We also designed kill switch to control the death of E. Coli.



Design:



Fig 1. Stable State





Fig 3. Node Figure



Fig 2. Killing State





Fig 4. Truth Table



We plan to establish a new E.Coli strain without lacI and MazEF system gene to avoid the inference of cell itself. We will test cI background expression level to see if we need to knock out cI.

As is shown in Fig.1, Fig.2, Fig.3 and Fig.4, in the “Stable State”, before poured into the soil, the E. Coli fertilizer is cultured in the medium with IPTG. Promoter 1 is a weak constitutive promoter, so lacI is transcribed and translated at a considerate low level. Therefore, high concentration of IPTG, which binds LacI and changes LacI’s conformation, is able to inactive LacI and open the promoter 2. Then, CI can be highly expressed to repress promoter3. Finally, mazF is inhibited.

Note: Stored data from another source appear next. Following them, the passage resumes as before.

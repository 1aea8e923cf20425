//! Core - crate-wide plumbing shared by every layer

pub mod error;

pub use error::SceneError;
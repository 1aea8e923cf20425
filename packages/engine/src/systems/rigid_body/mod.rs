//! Body descriptors handed to the physics engine
//!
//! A `BodySpec` says where a body starts, what shape it has, how it moves
//! (fixed, kinematic or dynamic) and how it is filled on screen. The engine
//! owns the body once the spec is added to the world.

mod vec2;
mod body;

pub use vec2::Vec2;
pub use body::{BodyKind, BodyShape, BodySpec};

After fertilizing, no more IPTG exists in the soil to bind LacI. As a result, LacI with a tag which stabilize the protein takes time to accumulate to a certain high concentration, which is the repression threshold of promoter 2, aiming to represses promoter 2 as well as the expression of cI. The time needed to finish this progress is the designed “memory time”. During this process, E. coli takes its own responsibility to deliver Mo. And after that, it can be killed to reduce the pollution to environment.

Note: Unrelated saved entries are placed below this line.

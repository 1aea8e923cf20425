use std::cell::RefCell;
use std::rc::Rc;

use approx::assert_abs_diff_eq;

use super::schedule::{ManualScheduler, Scheduler};
use super::*;
use crate::rigid_body::BodyShape;

// 1000x700 viewport: box spans x 250..750, y 200..500
fn scene() -> SceneCore {
    scene_with(Settings {
        rng_seed: Some(7),
        ..Settings::default()
    })
}

fn scene_with(settings: Settings) -> SceneCore {
    SceneCore::new(settings, 1000.0, 700.0).unwrap()
}

fn body_pos(scene: &SceneCore, id: BodyId) -> Vec2 {
    scene.physics().position(id).unwrap()
}

#[test]
fn new_scene_has_four_boundaries_and_no_bodies() {
    let scene = scene();
    assert_eq!(scene.boundary_count(), 4);
    assert_eq!(scene.dynamic_body_count(), 0);

    let g = scene.geometry();
    assert_eq!((g.box_x, g.box_y), (250.0, 200.0));
}

#[test]
fn classic_layout_places_boundaries() {
    let scene = scene();
    let b = *scene.boundaries();
    let physics = scene.physics();

    assert_eq!(physics.position(b.left_wall), Some(Vec2::new(237.5, 350.0)));
    assert_eq!(physics.position(b.right_wall), Some(Vec2::new(762.5, 350.0)));
    assert_eq!(physics.shape(b.right_wall), Some(BodyShape::Rect { width: 25.0, height: 340.0 }));
    assert_eq!(physics.position(b.ground), Some(Vec2::new(500.0, 512.5)));
    assert_eq!(physics.shape(b.ground), Some(BodyShape::Rect { width: 1125.0, height: 25.0 }));
    assert_eq!(physics.position(b.pressing_wall), Some(Vec2::new(255.5, 335.0)));
    assert_eq!(physics.shape(b.pressing_wall), Some(BodyShape::Rect { width: 25.0, height: 370.0 }));
    assert_eq!(physics.fill(b.pressing_wall), Some("#FF0000"));
    assert_eq!(scene.pressing_wall_x(), 255.5);
}

#[test]
fn symmetric_layout_parks_pressing_wall_on_the_right() {
    let scene = scene_with(Settings {
        boundary_layout: BoundaryLayout::Symmetric,
        ..Settings::default()
    });
    let b = *scene.boundaries();
    let physics = scene.physics();

    assert_eq!(physics.shape(b.right_wall), Some(BodyShape::Rect { width: 25.0, height: 300.0 }));
    assert_eq!(physics.shape(b.ground), Some(BodyShape::Rect { width: 500.0, height: 25.0 }));
    assert_eq!(physics.position(b.pressing_wall), Some(Vec2::new(762.5, 350.0)));
}

#[test]
fn circle_spawns_above_the_box_with_its_fill() {
    let mut scene = scene();
    let id = scene.add_circle("20", "#0000FF").unwrap();

    assert_eq!(scene.dynamic_body_count(), 1);
    assert_eq!(scene.physics().shape(id), Some(BodyShape::Circle { radius: 20.0 }));
    assert_eq!(scene.physics().fill(id), Some("#0000FF"));

    let pos = body_pos(&scene, id);
    assert_eq!(pos.y, 180.0);
    assert!((270.0..=730.0).contains(&pos.x), "x={}", pos.x);
}

#[test]
fn rectangle_spawn_is_a_square_of_the_given_side() {
    let mut scene = scene();
    let id = scene.add_rectangle("40", "#FFA500").unwrap();

    assert_eq!(scene.physics().shape(id), Some(BodyShape::Rect { width: 40.0, height: 40.0 }));
    let pos = body_pos(&scene, id);
    assert_eq!(pos.y, 180.0);
    assert!((270.0..=730.0).contains(&pos.x), "x={}", pos.x);
}

#[test]
fn spawned_bodies_always_fit_across_the_box() {
    let mut scene = scene();
    for i in 0..200 {
        let (shape, size, half) = if i % 2 == 0 {
            (ShapeKind::Circle, "50", 50.0)
        } else {
            (ShapeKind::Rectangle, "120", 60.0)
        };
        let id = scene.add_body_from_palette(shape, size).unwrap();
        let x = body_pos(&scene, id).x;
        assert!(x >= 250.0 + half && x <= 750.0 - half, "{shape} at x={x}");

        let fill = scene.physics().fill(id).unwrap();
        assert!(fill == "#0000FF" || fill == "#FFA500", "fill {fill}");
    }
    assert_eq!(scene.dynamic_body_count(), 200);
}

#[test]
fn largest_allowed_body_spawns_at_box_center() {
    let mut scene = scene();
    let id = scene.add_circle("250", "#0000FF").unwrap();
    assert_abs_diff_eq!(body_pos(&scene, id).x, 500.0, epsilon = 1e-3);
}

#[test]
fn rejected_input_adds_nothing() {
    let mut scene = scene();
    for raw in ["", "abc", "0", "-3", "251", "2.5"] {
        assert!(scene.add_circle(raw, "#0000FF").is_err(), "{raw:?}");
    }
    assert!(scene.add_rectangle("501", "#0000FF").is_err());
    assert!(scene.add_rectangle("10", "blue").is_err());
    assert_eq!(scene.dynamic_body_count(), 0);
}

#[test]
fn same_seed_gives_same_spawn_positions() {
    let mut a = scene();
    let mut b = scene();
    for _ in 0..10 {
        let ia = a.add_circle("10", "#abc").unwrap();
        let ib = b.add_circle("10", "#abc").unwrap();
        assert_eq!(body_pos(&a, ia), body_pos(&b, ib));
    }
}

#[test]
fn ticks_move_pressing_wall_one_pixel_each() {
    let mut scene = scene();
    let x0 = scene.pressing_wall_x();
    for _ in 0..100 {
        scene.advance_pressing_wall();
    }
    assert_eq!(scene.pressing_wall_x(), x0 + 100.0);
    assert_eq!(scene.wraps(), 0);
}

#[test]
fn pressing_wall_wraps_past_the_right_wall() {
    let mut scene = scene();
    // 255.5 + 519 = 774.5, still within the 775 limit
    for _ in 0..519 {
        scene.advance_pressing_wall();
    }
    assert_eq!(scene.pressing_wall_x(), 774.5);

    let x = scene.advance_pressing_wall();
    assert_eq!(x, 237.5);
    assert_eq!(scene.wraps(), 1);

    let wall = scene.boundaries().pressing_wall;
    assert_eq!(body_pos(&scene, wall).x, 237.5);
}

#[test]
fn next_wall_x_is_monotonic_until_wrap() {
    let g = *scene().geometry();
    assert_eq!(next_wall_x(300.0, 1.0, &g), (301.0, false));
    assert_eq!(next_wall_x(775.0, 0.0, &g), (775.0, false));
    assert_eq!(next_wall_x(774.5, 1.0, &g), (237.5, true));
}

#[test]
fn resize_replaces_boundaries_and_keeps_bodies() {
    let mut scene = scene();
    let ball = scene.add_circle("15", "#0000FF").unwrap();
    let before_ball = body_pos(&scene, ball);
    for _ in 0..30 {
        scene.advance_pressing_wall();
    }
    let old = scene.boundaries().ids();

    scene.resize(1280.0, 800.0);

    assert_eq!(scene.viewport(), (1280.0, 800.0));
    assert_eq!(scene.boundary_count(), 4);
    assert_eq!(scene.dynamic_body_count(), 1);
    assert_eq!(body_pos(&scene, ball), before_ball);
    for id in old {
        assert!(!scene.physics().contains(id));
    }

    // geometry is fixed at load; the pressing wall resumes where it was
    assert_eq!(scene.geometry().box_x, 250.0);
    assert_eq!(scene.pressing_wall_x(), 285.5);
    let wall = scene.boundaries().pressing_wall;
    assert_eq!(body_pos(&scene, wall).x, 285.5);
}

#[test]
fn repeated_resizes_never_accumulate_walls() {
    let mut scene = scene();
    for i in 0..20 {
        scene.resize(900.0 + i as f32, 600.0);
    }
    assert_eq!(scene.boundary_count(), 4);
    assert_eq!(scene.physics().body_count(), 4);
}

#[test]
fn switching_layout_rebuilds_once() {
    let mut scene = scene();
    let old = scene.boundaries().ids();
    scene.set_boundary_layout(BoundaryLayout::Classic);
    assert_eq!(scene.boundaries().ids(), old);

    scene.set_boundary_layout(BoundaryLayout::Symmetric);
    assert_eq!(scene.layout(), BoundaryLayout::Symmetric);
    assert_eq!(scene.boundary_count(), 4);
    let right = scene.boundaries().right_wall;
    assert_eq!(
        scene.physics().shape(right),
        Some(BodyShape::Rect { width: 25.0, height: 300.0 })
    );
}

#[test]
fn dropped_ball_lands_inside_the_box() {
    let mut scene = scene();
    let ball = scene.add_circle("20", "#0000FF").unwrap();
    for _ in 0..300 {
        scene.step();
    }
    assert_eq!(scene.frame(), 300);

    let pos = body_pos(&scene, ball);
    assert!(pos.y > 200.0 && pos.y < 500.0, "ball at {pos:?}");
    assert!(pos.x > 250.0 && pos.x < 750.0, "ball at {pos:?}");
}

fn step_ms(scene: &SceneCore) -> f64 {
    scene.physics().dt() as f64 * 1000.0
}

#[test]
fn advance_carries_leftover_time_into_the_next_frame() {
    let mut scene = scene();
    let dt = step_ms(&scene);

    assert_eq!(scene.advance(0.0), 0);
    assert_eq!(scene.advance(dt * 2.5), 2);
    // 0.5 step left over plus 0.6 makes one more
    assert_eq!(scene.advance(dt * 0.6), 1);
    assert_eq!(scene.frame(), 3);
}

#[test]
fn physics_rate_does_not_follow_display_refresh() {
    for hz in [60u32, 120, 144] {
        let mut scene = scene();
        let frame_ms = 1000.0 / hz as f64;
        let mut steps = 0;
        for _ in 0..hz {
            let taken = scene.advance(frame_ms);
            assert!(taken <= 1, "{hz} Hz frame took {taken} steps");
            steps += taken;
        }
        assert!((59..=60).contains(&steps), "{hz} Hz display gave {steps} steps in one second");
    }
}

#[test]
fn long_stall_is_capped_and_forgotten() {
    let mut scene = scene();
    assert_eq!(scene.advance(1000.0), 5);
    assert_eq!(scene.advance(0.0), 0);
    assert_eq!(scene.frame(), 5);
}

#[test]
fn advance_ignores_bogus_elapsed_time() {
    let mut scene = scene();
    assert_eq!(scene.advance(-50.0), 0);
    assert_eq!(scene.advance(f64::NAN), 0);
    assert_eq!(scene.frame(), 0);
}

#[test]
fn zero_gravity_keeps_bodies_floating() {
    let mut scene = scene();
    scene.set_gravity(0.0);
    let ball = scene.add_circle("20", "#0000FF").unwrap();
    let before = body_pos(&scene, ball);
    for _ in 0..60 {
        scene.step();
    }
    assert_abs_diff_eq!(body_pos(&scene, ball).y, before.y, epsilon = 1e-3);
}

#[test]
fn drag_pulls_a_body_toward_the_pointer() {
    let mut scene = scene();
    scene.set_gravity(0.0);
    let ball = scene.add_circle("20", "#0000FF").unwrap();
    let start = body_pos(&scene, ball);

    assert_eq!(scene.pointer_down(start), Some(ball));
    let target = start + Vec2::new(0.0, 100.0);
    scene.pointer_move(target);
    for _ in 0..30 {
        scene.step();
    }
    let pos = body_pos(&scene, ball);
    assert!(pos.y > start.y + 50.0, "ball at {pos:?}");

    scene.pointer_up();
    assert_eq!(scene.dragged_body(), None);
}

#[test]
fn pointer_on_a_wall_grabs_nothing() {
    let mut scene = scene();
    let ground = scene.boundaries().ground;
    let at = body_pos(&scene, ground);
    assert_eq!(scene.pointer_down(at), None);
    assert_eq!(scene.dragged_body(), None);
}

#[test]
fn render_frame_draws_bodies_over_walls() {
    let mut scene = scene();
    scene.add_circle("10", "#0000FF").unwrap();
    scene.add_rectangle("10", "#FFA500").unwrap();

    let frame = scene.render_frame();
    assert_eq!((frame.width, frame.height), (1000.0, 700.0));
    assert_eq!(frame.background, "#f0f0f0");
    assert_eq!(frame.bodies.len(), 6);
    assert!(frame.bodies[..4].iter().all(|b| !b.dynamic));
    assert!(frame.bodies[4..].iter().all(|b| b.dynamic));
}

// === CONTROLLERS ===

fn running_parts() -> (ManualScheduler, Rc<dyn Scheduler>, Rc<RefCell<SceneCore>>) {
    let manual = ManualScheduler::new();
    let scheduler: Rc<dyn Scheduler> = Rc::new(manual.clone());
    (manual, scheduler, Rc::new(RefCell::new(scene())))
}

#[test]
fn oscillator_ticks_at_its_period() {
    let (clock, scheduler, scene) = running_parts();
    let x0 = scene.borrow().pressing_wall_x();
    let mut osc = Oscillator::new();

    assert!(osc.start(&scheduler, &scene, 1000.0 / 60.0).unwrap());
    clock.advance(500.0);
    assert_eq!(scene.borrow().pressing_wall_x(), x0 + 30.0);
}

#[test]
fn oscillator_start_twice_keeps_one_task() {
    let (clock, scheduler, scene) = running_parts();
    let x0 = scene.borrow().pressing_wall_x();
    let mut osc = Oscillator::new();

    assert!(osc.start(&scheduler, &scene, 10.0).unwrap());
    assert!(!osc.start(&scheduler, &scene, 10.0).unwrap());
    assert_eq!(clock.active_tasks(), 1);

    clock.advance(100.0);
    assert_eq!(scene.borrow().pressing_wall_x(), x0 + 10.0);
}

#[test]
fn oscillator_pause_stops_the_wall() {
    let (clock, scheduler, scene) = running_parts();
    let mut osc = Oscillator::new();
    osc.start(&scheduler, &scene, 10.0).unwrap();
    clock.advance(50.0);

    assert!(osc.pause());
    assert!(!osc.pause());
    let x = scene.borrow().pressing_wall_x();
    clock.advance(1000.0);
    assert_eq!(scene.borrow().pressing_wall_x(), x);
    assert_eq!(clock.active_tasks(), 0);
}

#[test]
fn timer_shows_elapsed_with_two_decimals() {
    let clock = ManualScheduler::new();
    let scheduler: Rc<dyn Scheduler> = Rc::new(clock.clone());
    let text = Rc::new(RefCell::new(String::new()));
    let mut timer = SessionTimer::new(text.clone());

    assert!(timer.start(&scheduler, 100.0).unwrap());
    assert_eq!(text.borrow().as_str(), "Time: 0.00s");

    clock.advance(500.0);
    assert_eq!(text.borrow().as_str(), "Time: 0.50s");

    timer.pause();
    clock.advance(2000.0);
    assert_eq!(text.borrow().as_str(), "Time: 0.50s");
    assert_eq!(timer.elapsed_label(clock.now_ms()), None);

    // a new start counts from zero again
    timer.start(&scheduler, 100.0).unwrap();
    clock.advance(1230.0);
    assert_eq!(text.borrow().as_str(), "Time: 1.20s");
    assert_eq!(timer.elapsed_label(clock.now_ms()).as_deref(), Some("Time: 1.23s"));
}

#[test]
fn session_clock_formats_labels() {
    let clock = SessionClock::started_at(1_000.0);
    assert_eq!(clock.label(1_000.0), "Time: 0.00s");
    assert_eq!(clock.label(13_456.0), "Time: 12.46s");
    assert_eq!(clock.label(500.0), "Time: 0.00s");
    assert_eq!(format_elapsed(3.0), "Time: 3.00s");
}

As is shown in table 1, all the biobricks in the design are from the top 10 most used parts of iGEM to guarantee the feasibility.

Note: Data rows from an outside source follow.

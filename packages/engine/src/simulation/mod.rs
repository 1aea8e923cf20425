//! Scene - the box, its walls and everything dropped into it
//!
//! `SceneCore` owns the physics world and the box geometry and is the only
//! thing that mutates them. Periodic work (the pressing wall sweep, the
//! session timer) runs through `schedule::Scheduler` and is owned by the
//! `Simulation` facade, which shares the core behind `Rc<RefCell<_>>`.
//!
//! Submodules keep one concern each:
//! - boundaries: wall construction and rebuild on resize
//! - rigid / commands: spawning bodies from raw page input
//! - step: engine stepping and the pressing wall sweep
//! - render: per-frame extraction for the painter

use crate::core::SceneError;
use crate::domain::geometry::BoxGeometry;
use crate::domain::input::ShapeKind;
use crate::domain::settings::{BoundaryLayout, Settings};
use crate::rigid_body::Vec2;
use crate::rigid_body_system::{BodyId, DragConstraint, PhysicsWorld};

#[path = "init/random.rs"]
mod random;
#[path = "init/init.rs"]
mod init;
#[path = "init/settings.rs"]
mod settings;
#[path = "boundaries/boundaries.rs"]
mod boundaries;
#[path = "rigid/rigid.rs"]
mod rigid;
#[path = "commands/commands.rs"]
mod commands;
#[path = "step/step.rs"]
mod step;
#[path = "step/oscillate.rs"]
mod oscillate;
#[path = "render/render_extract.rs"]
mod render_extract;
#[path = "lifecycle/oscillator.rs"]
mod oscillator;
#[path = "lifecycle/timer.rs"]
mod timer;
pub mod schedule;
mod facade;

pub use boundaries::{boundary_spec, BoundaryKind, BoundarySet};
pub use facade::Simulation;
pub use oscillate::next_wall_x;
pub use oscillator::Oscillator;
pub use render_extract::RenderFrame;
pub use timer::{format_elapsed, Readout, SessionClock, SessionTimer};

/// The scene state behind every callback
pub struct SceneCore {
    settings: Settings,
    geometry: BoxGeometry,
    physics: PhysicsWorld,
    boundaries: BoundarySet,
    layout: BoundaryLayout,
    drag: DragConstraint,

    // Pressing wall x, advanced by the oscillation tick
    pressing_x: f32,

    // State
    viewport: (f32, f32),
    frame: u64,
    // Real time not yet consumed by a fixed step
    step_backlog_ms: f64,
    wraps: u32,
    rng_state: u32,
}

impl SceneCore {
    /// Build the box for a viewport of the given size.
    pub fn new(settings: Settings, viewport_width: f32, viewport_height: f32) -> Result<Self, SceneError> {
        init::create_scene_core(settings, viewport_width, viewport_height)
    }

    pub fn settings(&self) -> &Settings { &self.settings }

    pub fn geometry(&self) -> &BoxGeometry { &self.geometry }

    pub fn physics(&self) -> &PhysicsWorld { &self.physics }

    pub fn boundaries(&self) -> &BoundarySet { &self.boundaries }

    pub fn layout(&self) -> BoundaryLayout { self.layout }

    pub fn viewport(&self) -> (f32, f32) { self.viewport }

    /// Engine steps taken so far
    pub fn frame(&self) -> u64 { self.frame }

    /// How many times the pressing wall snapped back to the left
    pub fn wraps(&self) -> u32 { self.wraps }

    pub fn pressing_wall_x(&self) -> f32 { self.pressing_x }

    pub fn set_gravity(&mut self, gravity: f32) {
        settings::set_gravity(self, gravity);
    }

    /// Switch wall dimensions; rebuilds the boundaries right away.
    pub fn set_boundary_layout(&mut self, layout: BoundaryLayout) {
        settings::set_boundary_layout(self, layout);
    }

    // === BODIES ===

    /// Parse raw size/color input and spawn. Nothing is added on error.
    pub fn add_body(&mut self, shape: ShapeKind, raw_size: &str, raw_color: &str) -> Result<BodyId, SceneError> {
        commands::add_body(self, shape, raw_size, raw_color)
    }

    /// Like `add_body`, with a fill picked from the configured palette.
    pub fn add_body_from_palette(&mut self, shape: ShapeKind, raw_size: &str) -> Result<BodyId, SceneError> {
        commands::add_body_from_palette(self, shape, raw_size)
    }

    pub fn add_circle(&mut self, raw_size: &str, raw_color: &str) -> Result<BodyId, SceneError> {
        self.add_body(ShapeKind::Circle, raw_size, raw_color)
    }

    pub fn add_rectangle(&mut self, raw_size: &str, raw_color: &str) -> Result<BodyId, SceneError> {
        self.add_body(ShapeKind::Rectangle, raw_size, raw_color)
    }

    pub fn dynamic_body_count(&self) -> usize {
        rigid::dynamic_body_count(self)
    }

    /// Walls, ground and pressing wall currently in the world
    pub fn boundary_count(&self) -> usize {
        rigid::boundary_count(self)
    }

    // === BOUNDARIES ===

    /// Swap the four boundary bodies for fresh ones in a single call.
    pub fn rebuild_boundaries(&mut self) {
        boundaries::rebuild(self);
    }

    /// Viewport changed: remember the size and rebuild the boundaries.
    ///
    /// The box geometry is not recomputed, so the walls come back where they
    /// were and dynamic bodies stay inside them.
    pub fn resize(&mut self, viewport_width: f32, viewport_height: f32) {
        self.viewport = (viewport_width, viewport_height);
        boundaries::rebuild(self);
        log::info!(
            "resize to {viewport_width}x{viewport_height}: {} boundary bodies",
            self.boundary_count()
        );
    }

    // === STEPPING ===

    /// One oscillation tick; returns the new pressing wall x.
    pub fn advance_pressing_wall(&mut self) -> f32 {
        oscillate::advance_pressing_wall(self)
    }

    /// One engine step, with the drag spring applied first.
    pub fn step(&mut self) {
        step::step(self);
    }

    /// Let `elapsed_ms` of real time pass; returns the engine steps taken.
    pub fn advance(&mut self, elapsed_ms: f64) -> u32 {
        step::advance(self, elapsed_ms)
    }

    // === POINTER ===

    pub fn pointer_down(&mut self, at: Vec2) -> Option<BodyId> {
        commands::pointer_down(self, at)
    }

    pub fn pointer_move(&mut self, at: Vec2) {
        commands::pointer_move(self, at)
    }

    pub fn pointer_up(&mut self) {
        commands::pointer_up(self)
    }

    pub fn dragged_body(&self) -> Option<BodyId> {
        self.drag.held()
    }

    // === RENDERING ===

    pub fn render_frame(&self) -> RenderFrame<'_> {
        render_extract::extract(self)
    }
}

#[cfg(test)]
#[path = "tests/tests.rs"]
mod tests;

Table 1 Biobricks used in the design



In the future, we plan to model the “memory time” and do more wet-experiments to confirm its feasibility. As for the modeling, we will test the expression level of promoter 1, the minimal stand of LacI to repress promoter 2 and the degradation speed of LacI. On the other hand, we will test the background expression of CI after removing IPTG to check if the CI concentration is low enough to open the promoter 3. Then we will strive to make this system more effective.

References

Hazan R, Engelberg-Kulka H. mazEF: a chromosomal toxin-antitoxin module that triggers programmed cell death in bacteria. Journal of Cell Science 118:4327-4332

Hazan R, Sat B, Engelberg-Kulka H. Escherichia coli mazEF-Mediated Cell Death Is Triggered by Various Stressful Conditions. Journal of Bacterology 186(11):3663-3669. Schuster CF, Park JH, Prax M.Characterization of a mazEF Toxin-Antitoxin Homologue from Staphylococcus equorum. Journal of Bacteriology 195:115-125

Lewis D, Le P, Zurla C, Finzi L, Adhya S.Multilevel autoregulation of λ repressor protein CI by DNA looping in vitro. PNAS 108:14807-14812.

Wedler H, Wambutt R. A temperature-sensitive lambda cI repressor functions on a modified operator in yeast cells by masking the TATA element. NCBI 248:499-505.